I switched on the news the other night and beheld a glimpse of our possible future, one right out of the film Escape from New York. Yes, I’m talking about a futuristic Orwellian state, in which someone else can tell you what to eat, for health’s sake. The future, apparently, is now.

New York City has imposed a dietary advisory health system that is designed to tell you when your blood sugar levels are unacceptably high. Under the program, labs must forward results of blood tests to a central database, where they are monitored. If your blood sugar levels get too high, the city will then label you a potential victim of diabetes, and advise you to improve your nutrition. Wow, it’s like the mayor calling me and telling me to lay off the sugar in my next cup of coffee.

Not that this is the first time NYC has played nursemaid with its citizens. It recently had every restaurant convert to Canola oil, which literally means Canadian oil (and which indeed sounds much better than rape seed oil), so that their citizens can lower their risks of heart attack and other maladies related to bad fat. This ultimately leads to lower health care costs and lower taxes (or more options on which to spend the existing taxes).

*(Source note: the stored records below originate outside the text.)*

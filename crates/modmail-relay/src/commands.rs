// SPDX-FileCopyrightText: 2026 Modmail Contributors
// SPDX-License-Identifier: MIT OR Apache-2.0

//! Staff commands issued inside relay channels.

/// A parsed staff command.
#[derive(Debug, Clone, PartialEq, Eq)]
pub enum StaffCommand {
    /// Close the conversation, with an optional reason.
    Close { reason: Option<String> },
    /// Render the channel history to an HTML file.
    Transcript,
}

/// Parses `content` as a staff command. Unknown commands yield `None` and
/// are relayed like any other text.
pub fn parse(content: &str, prefix: &str) -> Option<StaffCommand> {
    let rest = content.trim_start().strip_prefix(prefix)?;
    let (name, args) = match rest.split_once(char::is_whitespace) {
        Some((name, args)) => (name, args.trim()),
        None => (rest, ""),
    };

    match name.to_ascii_lowercase().as_str() {
        "close" => Some(StaffCommand::Close {
            reason: (!args.is_empty()).then(|| args.to_string()),
        }),
        "transcript" => Some(StaffCommand::Transcript),
        _ => None,
    }
}

#[cfg(test)]
mod tests {
    use super::*;

    #[test]
    fn close_without_reason() {
        assert_eq!(
            parse("!close", "!"),
            Some(StaffCommand::Close { reason: None })
        );
        assert_eq!(
            parse("!close   ", "!"),
            Some(StaffCommand::Close { reason: None })
        );
    }

    #[test]
    fn close_with_reason() {
        assert_eq!(
            parse("!CLOSE resolved via  email", "!"),
            Some(StaffCommand::Close {
                reason: Some("resolved via  email".into())
            })
        );
    }

    #[test]
    fn transcript_command() {
        assert_eq!(parse("?transcript", "?"), Some(StaffCommand::Transcript));
    }

    #[test]
    fn other_text_is_not_a_command() {
        assert_eq!(parse("close please", "!"), None);
        assert_eq!(parse("!help", "!"), None);
        assert_eq!(parse("!", "!"), None);
        assert_eq!(parse("!closed", "!"), None);
    }
}
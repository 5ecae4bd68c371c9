// SPDX-FileCopyrightText: 2026 Modmail Contributors
// SPDX-License-Identifier: MIT OR Apache-2.0

//! Session close integration tests.

mod common;

use common::{dm, staff_message, Fixture, ARCHIVE};
use modmail_core::{ChannelId, UserId};
use modmail_relay::CloseOutcome;

async fn open_with_reply(fixture: &Fixture) -> ChannelId {
    fixture.router.handle(dm("1", "hello")).await.unwrap();
    let channel = fixture
        .router
        .index()
        .by_user(&UserId::from("1"))
        .unwrap()
        .channel;
    fixture
        .router
        .handle(staff_message(&channel, "on it"))
        .await
        .unwrap();
    channel
}

#[tokio::test]
async fn close_archives_and_removes_conversation() {
    let fixture = Fixture::new();
    let channel = open_with_reply(&fixture).await;

    let outcome = fixture
        .router
        .closer()
        .close(&channel, Some("resolved"))
        .await
        .unwrap();

    assert_eq!(
        outcome,
        CloseOutcome::Closed {
            message_count: 2,
            transcript_url: "https://paste.test/1".into()
        }
    );

    let uploads = fixture.paste.uploads().await;
    assert_eq!(uploads.len(), 1);
    assert_eq!(uploads[0].content, "alice1#0001 :: hello\nstaff#0001 :: on it");
    assert_eq!(uploads[0].language, "AsciiDoc");
    assert!(uploads[0].name.starts_with("Transcript [user1#0001] "));

    let notices = fixture.platform.notices().await;
    assert_eq!(notices.len(), 1);
    let (target, notice) = &notices[0];
    assert_eq!(target, &ChannelId::from(ARCHIVE));
    assert_eq!(notice.author_name, "user1#0001");
    assert_eq!(notice.color, 0x123456);
    assert_eq!(notice.description, "Message Count: 2\nClose Reason: resolved");
    let link = notice.link.as_ref().unwrap();
    assert_eq!(link.label, "Transcript");
    assert_eq!(link.url, "https://paste.test/1");

    assert_eq!(fixture.platform.deleted_channels().await, vec![channel]);
    assert!(fixture.router.index().is_empty());
    assert!(fixture.store.is_empty().await);
}

#[tokio::test]
async fn close_command_uses_default_reason() {
    let fixture = Fixture::new();
    let channel = open_with_reply(&fixture).await;

    fixture
        .router
        .handle(staff_message(&channel, "!close"))
        .await
        .unwrap();

    let notices = fixture.platform.notices().await;
    assert_eq!(notices.len(), 1);
    assert!(notices[0].1.description.ends_with("Close Reason: No reason provided"));
    assert!(fixture.store.is_empty().await);
    // The command itself is not relayed to the user.
    assert!(!fixture
        .platform
        .dms()
        .await
        .iter()
        .any(|m| m.content.contains("!close")));
}

#[tokio::test]
async fn close_right_after_replies_archives_every_line() {
    let fixture = Fixture::new();
    fixture.router.handle(dm("1", "hello")).await.unwrap();
    fixture.router.handle(dm("1", "one more thing")).await.unwrap();
    let channel = fixture
        .router
        .index()
        .by_user(&UserId::from("1"))
        .unwrap()
        .channel;
    fixture
        .router
        .handle(staff_message(&channel, "on it"))
        .await
        .unwrap();
    fixture
        .router
        .handle(staff_message(&channel, "!close done"))
        .await
        .unwrap();

    let uploads = fixture.paste.uploads().await;
    assert_eq!(uploads.len(), 1);
    assert_eq!(
        uploads[0].content,
        "alice1#0001 :: hello\nalice1#0001 :: one more thing\nstaff#0001 :: on it"
    );
    let notices = fixture.platform.notices().await;
    assert_eq!(notices.len(), 1);
    assert_eq!(notices[0].1.description, "Message Count: 3\nClose Reason: done");
    assert!(fixture.store.is_empty().await);
}

#[tokio::test]
async fn close_without_archive_channel_changes_nothing() {
    let fixture = Fixture::with_archive(None);
    let channel = open_with_reply(&fixture).await;

    let outcome = fixture.router.closer().close(&channel, None).await.unwrap();

    assert_eq!(outcome, CloseOutcome::ArchiveNotConfigured);
    assert!(fixture.platform.notices().await.is_empty());
    assert!(fixture.platform.deleted_channels().await.is_empty());
    assert!(fixture.paste.uploads().await.is_empty());
    assert_eq!(fixture.router.index().len(), 1);
    assert_eq!(fixture.store.len().await, 1);
}

#[tokio::test]
async fn close_unknown_channel_is_not_found() {
    let fixture = Fixture::new();

    let outcome = fixture
        .router
        .closer()
        .close(&ChannelId::from("nope"), None)
        .await
        .unwrap();

    assert_eq!(outcome, CloseOutcome::NotFound);
    assert!(fixture.platform.notices().await.is_empty());
}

Tobacco, which has a bad rep as a cancer-causing substance and leads to an extremely high percentage of death-related illness, is now quickly being edged out by diabetes as the number-one cause of death. Why diabetes, which is triggered by obesity or high amounts of body fat? It all seems to me that the answer to the problem lies with prevention and education.

Who knew that sugar, which tastes so good, is bad for you when taken as part of your regular diet? Sugar, in the past, was a luxury item for us in the North, as nearly all sugar was converted from the sugar cane fields of the Caribbean and had to travel long distances before reaching the nearest teepee or igloo.

Today, sugar is added to just about every food today as a staple ingredient, so there is no escaping the ides of sugar unless you go completely protein with a mint for desert.

Watching popular television commercials these days, which I find are becoming more and more entertaining and even sometimes worthy of recording, I see that the peanut is now getting it’s gnarly little nose rubbed back into the dirt as something that most people cannot eat without an extreme allergic reaction, such as death.

So why can’t we see that type of hype for sugar and fat? Because we associate this sickness with someone else, until you get it and keep it quiet for fear of the stigma and judgment of our peers, that’s why. If the association of sugar were more a matter of an allergy at the television level, I’m pretty sure that sugar would become something to avoid at all costs.

One of the allergies is probably that sugar causes pimples. Anyways, since pimples aren’t life-threatening, they act as a draw for advertising dollars for the miracle zit creams we see on TV.

So how do we do it, stop ourselves from eating bad fat and using so much sugar and slowly killing ourselves through lack of exercise? How?